> **What you are asked to do**: Your answer must consist solely of the line containing "Remaining::Days(2)" and each line after it through the end of the data, copied exactly.

*** Stored data Section Begins ***

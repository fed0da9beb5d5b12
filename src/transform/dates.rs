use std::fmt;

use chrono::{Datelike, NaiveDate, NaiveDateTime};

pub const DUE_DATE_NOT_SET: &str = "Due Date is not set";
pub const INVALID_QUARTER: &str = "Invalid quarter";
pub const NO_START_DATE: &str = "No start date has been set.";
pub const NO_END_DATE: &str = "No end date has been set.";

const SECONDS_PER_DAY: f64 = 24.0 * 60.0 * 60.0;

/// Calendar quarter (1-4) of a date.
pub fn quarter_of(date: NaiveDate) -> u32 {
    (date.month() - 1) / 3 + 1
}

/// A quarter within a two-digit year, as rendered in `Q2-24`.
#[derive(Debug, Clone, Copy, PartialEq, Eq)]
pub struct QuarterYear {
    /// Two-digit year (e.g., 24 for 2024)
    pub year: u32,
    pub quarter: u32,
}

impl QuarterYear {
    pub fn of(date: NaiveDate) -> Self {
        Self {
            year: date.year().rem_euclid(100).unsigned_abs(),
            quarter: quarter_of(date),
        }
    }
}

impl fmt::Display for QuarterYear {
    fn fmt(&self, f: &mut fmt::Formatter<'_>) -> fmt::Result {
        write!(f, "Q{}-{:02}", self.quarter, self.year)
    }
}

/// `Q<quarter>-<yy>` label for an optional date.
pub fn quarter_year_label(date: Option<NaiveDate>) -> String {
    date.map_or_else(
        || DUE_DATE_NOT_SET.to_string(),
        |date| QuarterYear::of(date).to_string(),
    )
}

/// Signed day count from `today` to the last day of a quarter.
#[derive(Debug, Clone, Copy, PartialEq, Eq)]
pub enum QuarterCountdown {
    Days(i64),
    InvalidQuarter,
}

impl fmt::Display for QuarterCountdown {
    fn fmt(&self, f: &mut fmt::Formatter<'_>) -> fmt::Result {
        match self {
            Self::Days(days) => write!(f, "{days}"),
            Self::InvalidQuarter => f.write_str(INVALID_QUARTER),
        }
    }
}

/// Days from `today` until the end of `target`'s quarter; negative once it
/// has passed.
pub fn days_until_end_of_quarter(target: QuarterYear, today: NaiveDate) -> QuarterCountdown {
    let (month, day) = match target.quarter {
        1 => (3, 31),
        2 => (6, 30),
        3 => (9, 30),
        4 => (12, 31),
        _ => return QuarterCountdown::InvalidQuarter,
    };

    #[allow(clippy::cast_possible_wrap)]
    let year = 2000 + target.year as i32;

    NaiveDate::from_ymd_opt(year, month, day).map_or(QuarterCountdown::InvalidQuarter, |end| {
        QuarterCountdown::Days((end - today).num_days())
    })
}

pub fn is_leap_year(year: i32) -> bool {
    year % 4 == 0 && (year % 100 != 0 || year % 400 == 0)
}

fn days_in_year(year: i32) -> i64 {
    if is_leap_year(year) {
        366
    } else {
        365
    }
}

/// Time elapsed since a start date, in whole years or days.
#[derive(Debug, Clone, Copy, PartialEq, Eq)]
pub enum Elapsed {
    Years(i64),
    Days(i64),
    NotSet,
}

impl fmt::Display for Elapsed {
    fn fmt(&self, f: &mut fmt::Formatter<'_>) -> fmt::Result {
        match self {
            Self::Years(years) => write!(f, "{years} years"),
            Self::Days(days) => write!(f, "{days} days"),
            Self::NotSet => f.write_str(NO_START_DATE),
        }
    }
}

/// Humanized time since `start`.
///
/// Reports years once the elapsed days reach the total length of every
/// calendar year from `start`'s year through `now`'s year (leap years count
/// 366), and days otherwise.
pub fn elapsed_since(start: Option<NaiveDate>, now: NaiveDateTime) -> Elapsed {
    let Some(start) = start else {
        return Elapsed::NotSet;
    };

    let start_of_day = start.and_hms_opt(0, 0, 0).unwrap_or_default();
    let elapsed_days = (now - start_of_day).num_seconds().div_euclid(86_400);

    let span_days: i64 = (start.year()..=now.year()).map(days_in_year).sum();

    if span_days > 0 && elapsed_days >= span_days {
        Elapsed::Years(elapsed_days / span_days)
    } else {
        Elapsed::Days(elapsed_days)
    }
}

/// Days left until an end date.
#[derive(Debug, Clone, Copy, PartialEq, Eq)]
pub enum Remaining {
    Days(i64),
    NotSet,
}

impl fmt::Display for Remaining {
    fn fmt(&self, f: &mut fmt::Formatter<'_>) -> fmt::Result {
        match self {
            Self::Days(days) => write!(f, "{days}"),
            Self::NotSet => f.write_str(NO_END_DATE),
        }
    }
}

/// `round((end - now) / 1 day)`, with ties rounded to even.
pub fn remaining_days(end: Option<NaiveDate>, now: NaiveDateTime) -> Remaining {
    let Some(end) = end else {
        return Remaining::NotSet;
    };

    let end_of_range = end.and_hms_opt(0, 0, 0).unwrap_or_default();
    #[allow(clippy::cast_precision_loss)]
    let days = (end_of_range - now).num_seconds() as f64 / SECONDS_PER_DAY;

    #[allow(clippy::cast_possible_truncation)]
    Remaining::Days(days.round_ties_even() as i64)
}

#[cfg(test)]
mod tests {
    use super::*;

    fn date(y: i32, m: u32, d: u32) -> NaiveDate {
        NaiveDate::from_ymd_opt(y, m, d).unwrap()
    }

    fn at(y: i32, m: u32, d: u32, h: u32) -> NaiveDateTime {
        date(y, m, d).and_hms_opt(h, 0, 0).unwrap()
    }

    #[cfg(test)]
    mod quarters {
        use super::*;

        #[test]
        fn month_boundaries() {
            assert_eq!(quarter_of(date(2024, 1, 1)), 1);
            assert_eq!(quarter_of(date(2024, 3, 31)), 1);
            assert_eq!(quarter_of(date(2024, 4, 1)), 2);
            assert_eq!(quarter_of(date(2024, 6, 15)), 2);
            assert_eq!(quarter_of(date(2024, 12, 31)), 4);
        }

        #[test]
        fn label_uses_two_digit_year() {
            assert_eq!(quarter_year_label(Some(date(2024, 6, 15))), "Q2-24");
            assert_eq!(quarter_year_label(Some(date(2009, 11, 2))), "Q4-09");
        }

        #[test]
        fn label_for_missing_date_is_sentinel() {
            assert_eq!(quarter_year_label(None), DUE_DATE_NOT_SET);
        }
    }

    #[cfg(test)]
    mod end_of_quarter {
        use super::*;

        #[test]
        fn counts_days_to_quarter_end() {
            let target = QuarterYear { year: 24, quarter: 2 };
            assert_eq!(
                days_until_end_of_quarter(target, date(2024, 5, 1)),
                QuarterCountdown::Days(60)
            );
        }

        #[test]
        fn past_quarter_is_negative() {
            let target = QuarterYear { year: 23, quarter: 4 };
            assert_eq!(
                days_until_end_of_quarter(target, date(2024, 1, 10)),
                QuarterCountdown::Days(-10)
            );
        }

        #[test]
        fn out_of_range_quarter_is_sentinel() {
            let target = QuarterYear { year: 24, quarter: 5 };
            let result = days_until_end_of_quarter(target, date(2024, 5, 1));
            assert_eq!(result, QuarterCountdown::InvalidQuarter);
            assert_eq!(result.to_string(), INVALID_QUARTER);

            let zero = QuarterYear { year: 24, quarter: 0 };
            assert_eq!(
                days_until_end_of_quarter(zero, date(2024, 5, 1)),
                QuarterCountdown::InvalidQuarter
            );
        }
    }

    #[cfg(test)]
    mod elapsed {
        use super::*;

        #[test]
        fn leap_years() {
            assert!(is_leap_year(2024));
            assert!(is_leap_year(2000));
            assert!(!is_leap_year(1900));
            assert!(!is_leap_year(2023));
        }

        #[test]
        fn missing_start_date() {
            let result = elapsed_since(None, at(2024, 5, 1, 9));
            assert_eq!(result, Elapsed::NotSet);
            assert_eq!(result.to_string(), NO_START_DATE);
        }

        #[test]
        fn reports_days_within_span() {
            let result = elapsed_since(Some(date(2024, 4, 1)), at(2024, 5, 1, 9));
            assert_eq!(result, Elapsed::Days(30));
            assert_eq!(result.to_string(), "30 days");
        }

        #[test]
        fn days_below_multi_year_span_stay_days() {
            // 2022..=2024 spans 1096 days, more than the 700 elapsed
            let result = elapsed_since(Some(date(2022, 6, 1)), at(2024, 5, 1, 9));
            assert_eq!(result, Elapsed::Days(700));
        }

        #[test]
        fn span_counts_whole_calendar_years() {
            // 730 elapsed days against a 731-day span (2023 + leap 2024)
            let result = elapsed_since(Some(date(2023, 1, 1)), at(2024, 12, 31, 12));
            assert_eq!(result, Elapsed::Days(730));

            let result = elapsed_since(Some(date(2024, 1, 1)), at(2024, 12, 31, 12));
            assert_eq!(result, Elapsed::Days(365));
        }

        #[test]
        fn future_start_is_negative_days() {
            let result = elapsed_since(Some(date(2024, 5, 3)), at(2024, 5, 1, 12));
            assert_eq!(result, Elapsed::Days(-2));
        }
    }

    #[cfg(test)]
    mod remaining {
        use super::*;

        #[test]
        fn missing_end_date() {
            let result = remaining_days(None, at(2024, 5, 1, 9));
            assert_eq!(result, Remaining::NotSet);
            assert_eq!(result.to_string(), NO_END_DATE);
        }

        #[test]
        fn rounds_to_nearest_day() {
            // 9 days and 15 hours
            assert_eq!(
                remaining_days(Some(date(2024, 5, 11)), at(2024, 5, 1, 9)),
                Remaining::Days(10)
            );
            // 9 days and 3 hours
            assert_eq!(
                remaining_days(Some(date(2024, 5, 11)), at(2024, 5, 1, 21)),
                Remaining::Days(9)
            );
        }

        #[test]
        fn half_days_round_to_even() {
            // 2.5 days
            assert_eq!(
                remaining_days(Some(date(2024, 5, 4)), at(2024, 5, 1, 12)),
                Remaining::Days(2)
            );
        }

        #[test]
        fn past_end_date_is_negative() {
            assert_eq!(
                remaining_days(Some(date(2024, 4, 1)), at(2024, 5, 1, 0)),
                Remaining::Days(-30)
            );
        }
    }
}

*** Stored data Section Ends ***

> **Response box**:
                Remaining::Days(2)
            );
        }

        #[test]
        fn past_end_date_is_negative() {
            assert_eq!(
                remaining_days(Some(date(2024, 4, 1)), at(2024, 5, 1, 0)),
                Remaining::Days(-30)
            );
        }
    }
}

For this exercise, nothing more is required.